The problem with your argument is that you're working under the misapprehension that an imitation can never match up to or surpass the original. Taking Oasis as a popular example, they stole everything but their name from The Stone Roses, up to and including having an arrogant, tone-deaf moron for a lead singer. Despite this, their first two albums are widely accepted as being classics, and easily on par with The Stone Roses' work.

jrgen is also correct in saying that bands take on a number of influences in their formative years, and that this has the effect of varying their sound. To use your example of Metallica: just how much do they have in common with Led Zep and Hendrix? You'll pick out a few similarities, yes, but the overall sound is really quite removed, the reason being that every member of the band brings multiple influences to the table. You'll be hard-pressed to find a group of musicians with identical taste, so any band will inevitably end up assimilating the styles of more than one group, as well as adding their own input into the mix.

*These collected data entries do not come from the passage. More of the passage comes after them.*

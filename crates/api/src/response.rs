//! API response types.

use axum::{
    Json,
    http::StatusCode,
    response::{IntoResponse, Response},
};
use serde::Serialize;

/// Standard API response wrapper. Errors are rendered by `AppError`.
#[derive(Debug, Serialize)]
pub struct ApiResponse<T: Serialize> {
    pub data: T,
    #[serde(skip)]
    status: StatusCode,
}

impl<T: Serialize> ApiResponse<T> {
    /// `200 OK` with `data`.
    pub const fn ok(data: T) -> Self {
        Self {
            data,
            status: StatusCode::OK,
        }
    }

    /// `201 Created` with `data`.
    pub const fn created(data: T) -> Self {
        Self {
            data,
            status: StatusCode::CREATED,
        }
    }
}

impl<T: Serialize> IntoResponse for ApiResponse<T> {
    fn into_response(self) -> Response {
        (self.status, Json(self)).into_response()
    }
}

/// Empty success response.
#[must_use]
pub const fn no_content() -> StatusCode {
    StatusCode::NO_CONTENT
}
//! Create post_like table migration.

use sea_orm_migration::prelude::*;

#[derive(DeriveMigrationName)]
pub struct Migration;

#[async_trait::async_trait]
impl MigrationTrait for Migration {
    async fn up(&self, manager: &SchemaManager) -> Result<(), DbErr> {
        // No foreign key and no unique (user_id, post_id) constraint: one like per
        // user and post is enforced by the like service under a per-post lock.
        manager
            .create_table(
                Table::create()
                    .table(PostLike::Table)
                    .if_not_exists()
                    .col(
                        ColumnDef::new(PostLike::Id)
                            .big_integer()
                            .not_null()
                            .auto_increment()
                            .primary_key(),
                    )
                    .col(ColumnDef::new(PostLike::UserId).big_integer().not_null())
                    .col(ColumnDef::new(PostLike::PostId).big_integer().not_null())
                    .col(ColumnDef::new(PostLike::Polarity).string_len(16).not_null())
                    .col(
                        ColumnDef::new(PostLike::CreatedAt)
                            .timestamp_with_time_zone()
                            .not_null()
                            .default(Expr::current_timestamp()),
                    )
                    .col(
                        ColumnDef::new(PostLike::UpdatedAt)
                            .timestamp_with_time_zone()
                            .not_null()
                            .default(Expr::current_timestamp()),
                    )
                    .to_owned(),
            )
            .await?;

        // Index: (user_id, post_id) for the upsert lookup
        manager
            .create_index(
                Index::create()
                    .name("idx_post_like_user_post")
                    .table(PostLike::Table)
                    .col(PostLike::UserId)
                    .col(PostLike::PostId)
                    .to_owned(),
            )
            .await?;

        // Index: post_id (recount and cascade delete)
        manager
            .create_index(
                Index::create()
                    .name("idx_post_like_post_id")
                    .table(PostLike::Table)
                    .col(PostLike::PostId)
                    .to_owned(),
            )
            .await?;

        Ok(())
    }

    async fn down(&self, manager: &SchemaManager) -> Result<(), DbErr> {
        manager
            .drop_table(Table::drop().table(PostLike::Table).to_owned())
            .await
    }
}

#[derive(Iden)]
enum PostLike {
    Table,
    Id,
    UserId,
    PostId,
    Polarity,
    CreatedAt,
    UpdatedAt,
}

Besides, it's not as if all the great rock and roll legends weren't imitators themselves. Led Zeppelin owe much to the blues; The Beatles started out playing the sort of simple rock n' roll that had already been popular in America for some time (Elvis, anyone?). Sometimes, because of the legendary status of these artists, it's easy to forget that they were/are music fans themselves, and that they wanted to be like their heroes as much as any band of today wants to be like them.